Records for this task —
· · · · · · ·

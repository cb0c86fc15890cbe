//! Prompt loader for YAML prompt definitions.
//!
//! Definitions come from two places: a built-in catalogue compiled into the
//! binary, and optional workspace overrides in `.postapply/prompts/<id>.yml`.
//! An override replaces the built-in definition with the same id.

use crate::builder::build_prompt;
use crate::types::{BuiltPrompt, PromptDefinition};
use postapply_core::{AppError, AppResult};
use std::collections::{BTreeMap, HashMap};
use std::path::Path;

const BUILTIN_PROMPTS: &[(&str, &str)] = &[
    ("rag.grounded", include_str!("../prompts/rag.grounded.yml")),
    ("rag.reconciled", include_str!("../prompts/rag.reconciled.yml")),
    ("chain.timing", include_str!("../prompts/chain.timing.yml")),
    ("chain.message", include_str!("../prompts/chain.message.yml")),
    ("chain.strategy", include_str!("../prompts/chain.strategy.yml")),
    (
        "chain.confidence.timing",
        include_str!("../prompts/chain.confidence.timing.yml"),
    ),
    (
        "chain.confidence.style",
        include_str!("../prompts/chain.confidence.style.yml"),
    ),
];

/// Set of prompt definitions keyed by id.
#[derive(Debug, Clone)]
pub struct PromptCatalog {
    prompts: BTreeMap<String, PromptDefinition>,
}

impl PromptCatalog {
    /// Catalogue containing only the compiled-in definitions.
    pub fn builtin() -> AppResult<Self> {
        let mut prompts = BTreeMap::new();
        for (id, source) in BUILTIN_PROMPTS {
            let definition = parse_prompt(source, id)?;
            prompts.insert(definition.id.clone(), definition);
        }
        Ok(Self { prompts })
    }

    /// Built-in catalogue with workspace overrides applied.
    pub fn load(workspace_path: &Path) -> AppResult<Self> {
        let mut catalog = Self::builtin()?;
        for id in list_prompts(workspace_path)? {
            let definition = load_prompt(workspace_path, &id)?;
            tracing::info!("Using workspace prompt override: {}", definition.id);
            catalog.prompts.insert(definition.id.clone(), definition);
        }
        Ok(catalog)
    }

    /// Look up a definition by id.
    pub fn get(&self, id: &str) -> AppResult<&PromptDefinition> {
        self.prompts
            .get(id)
            .ok_or_else(|| AppError::Prompt(format!("Unknown prompt: {}", id)))
    }

    /// Render the definition `id` with `variables`.
    pub fn render(&self, id: &str, variables: HashMap<String, String>) -> AppResult<BuiltPrompt> {
        build_prompt(self.get(id)?, variables)
    }

    /// All known prompt ids, sorted.
    pub fn ids(&self) -> Vec<&str> {
        self.prompts.keys().map(String::as_str).collect()
    }
}

/// Load a prompt definition by ID from the workspace.
///
/// This function searches for a prompt file named `<id>.yml` in the
/// `.postapply/prompts/` directory.
///
/// # Example
/// ```no_run
/// use postapply_prompt::load_prompt;
/// use std::path::Path;
///
/// # fn example() -> Result<(), Box<dyn std::error::Error>> {
/// let prompt = load_prompt(Path::new("."), "chain.timing")?;
/// println!("Loaded prompt: {}", prompt.title);
/// # Ok(())
/// # }
/// ```
pub fn load_prompt(workspace_path: &Path, prompt_id: &str) -> AppResult<PromptDefinition> {
    let prompt_file = workspace_path
        .join(".postapply/prompts")
        .join(format!("{}.yml", prompt_id));

    tracing::debug!("Loading prompt from: {:?}", prompt_file);

    if !prompt_file.exists() {
        return Err(AppError::Prompt(format!(
            "Prompt file not found: {:?}",
            prompt_file
        )));
    }

    let contents = std::fs::read_to_string(&prompt_file).map_err(|e| {
        AppError::Prompt(format!(
            "Failed to read prompt file {:?}: {}",
            prompt_file, e
        ))
    })?;

    parse_prompt(&contents, &prompt_file.display().to_string())
}

/// List all prompt IDs overridden in the workspace.
pub fn list_prompts(workspace_path: &Path) -> AppResult<Vec<String>> {
    let prompts_dir = workspace_path.join(".postapply/prompts");

    if !prompts_dir.exists() {
        return Ok(Vec::new());
    }

    let mut prompt_ids = Vec::new();

    for entry in walkdir::WalkDir::new(&prompts_dir)
        .max_depth(1)
        .sort_by_file_name()
        .into_iter()
        .filter_map(|e| e.ok())
    {
        let path = entry.path();
        if path.is_file() && path.extension().and_then(|s| s.to_str()) == Some("yml") {
            if let Some(stem) = path.file_stem().and_then(|s| s.to_str()) {
                prompt_ids.push(stem.to_string());
            }
        }
    }

    Ok(prompt_ids)
}

fn parse_prompt(contents: &str, origin: &str) -> AppResult<PromptDefinition> {
    let definition: PromptDefinition = serde_yaml::from_str(contents).map_err(|e| {
        AppError::Prompt(format!("Failed to parse prompt YAML {}: {}", origin, e))
    })?;

    validate_prompt(&definition)?;
    tracing::debug!("Loaded prompt: {} ({})", definition.id, definition.title);
    Ok(definition)
}

/// Validate a prompt definition.
fn validate_prompt(def: &PromptDefinition) -> AppResult<()> {
    if def.id.is_empty() {
        return Err(AppError::Prompt("Prompt ID cannot be empty".to_string()));
    }

    if def.title.is_empty() {
        return Err(AppError::Prompt("Prompt title cannot be empty".to_string()));
    }

    if def.template.is_empty() {
        return Err(AppError::Prompt(
            "Prompt template cannot be empty".to_string(),
        ));
    }

    // Validate API version format (simple check)
    if !def.api_version.contains('.') {
        return Err(AppError::Prompt(format!(
            "Invalid apiVersion format: {}. Expected format: 'x.y'",
            def.api_version
        )));
    }

    Ok(())
}

#[cfg(test)]
mod tests {
    use super::*;
    use std::fs;
    use std::path::PathBuf;
    use tempfile::TempDir;

    fn create_test_prompt(dir: &Path, id: &str, valid: bool) -> PathBuf {
        let prompts_dir = dir.join(".postapply/prompts");
        fs::create_dir_all(&prompts_dir).unwrap();

        let content = if valid {
            format!(
                r#"
id: {}
title: "Test Prompt"
apiVersion: "1.0"
createdBy: test
template: "Override: {{{{question}}}}"
output:
  format: markdown
"#,
                id
            )
        } else {
            "invalid: yaml: content:".to_string()
        };

        let file_path = prompts_dir.join(format!("{}.yml", id));
        fs::write(&file_path, content).unwrap();
        file_path
    }

    #[test]
    fn test_builtin_catalog_parses() {
        let catalog = PromptCatalog::builtin().unwrap();
        assert_eq!(catalog.ids().len(), BUILTIN_PROMPTS.len());
        for (id, _) in BUILTIN_PROMPTS {
            assert!(catalog.get(id).is_ok(), "missing {}", id);
        }
        assert_eq!(
            catalog.get("chain.strategy").unwrap().generation.max_tokens,
            Some(2000)
        );
    }

    #[test]
    fn test_builtin_grounded_renders_system_and_user() {
        let catalog = PromptCatalog::builtin().unwrap();
        let mut vars = HashMap::new();
        vars.insert("context".to_string(), "[01_timing.txt]\nWait".to_string());
        vars.insert("question".to_string(), "When?".to_string());

        let built = catalog.render("rag.grounded", vars).unwrap();
        assert_eq!(built.user, "When?");
        assert!(built.system.unwrap().ends_with("[01_timing.txt]\nWait"));
    }

    #[test]
    fn test_workspace_override_replaces_builtin() {
        let temp_dir = TempDir::new().unwrap();
        create_test_prompt(temp_dir.path(), "rag.grounded", true);

        let catalog = PromptCatalog::load(temp_dir.path()).unwrap();
        let def = catalog.get("rag.grounded").unwrap();
        assert_eq!(def.title, "Test Prompt");
        assert!(def.system.is_none());
    }

    #[test]
    fn test_unknown_prompt() {
        let catalog = PromptCatalog::builtin().unwrap();
        assert!(catalog.get("nope").is_err());
    }

    #[test]
    fn test_load_nonexistent_prompt() {
        let temp_dir = TempDir::new().unwrap();
        assert!(load_prompt(temp_dir.path(), "nonexistent").is_err());
    }

    #[test]
    fn test_load_invalid_yaml() {
        let temp_dir = TempDir::new().unwrap();
        create_test_prompt(temp_dir.path(), "invalid", false);
        assert!(load_prompt(temp_dir.path(), "invalid").is_err());
    }

    #[test]
    fn test_list_prompts() {
        let temp_dir = TempDir::new().unwrap();
        create_test_prompt(temp_dir.path(), "prompt2", true);
        create_test_prompt(temp_dir.path(), "prompt1", true);

        let prompts = list_prompts(temp_dir.path()).unwrap();
        assert_eq!(prompts, vec!["prompt1".to_string(), "prompt2".to_string()]);
    }
}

· · · · · · ·

Problem description —
Scan the listing above. Collect all lines with the word "PathBuf".

Completed exercise —
    use std::path::PathBuf;
    fn create_test_prompt(dir: &Path, id: &str, valid: bool) -> PathBuf {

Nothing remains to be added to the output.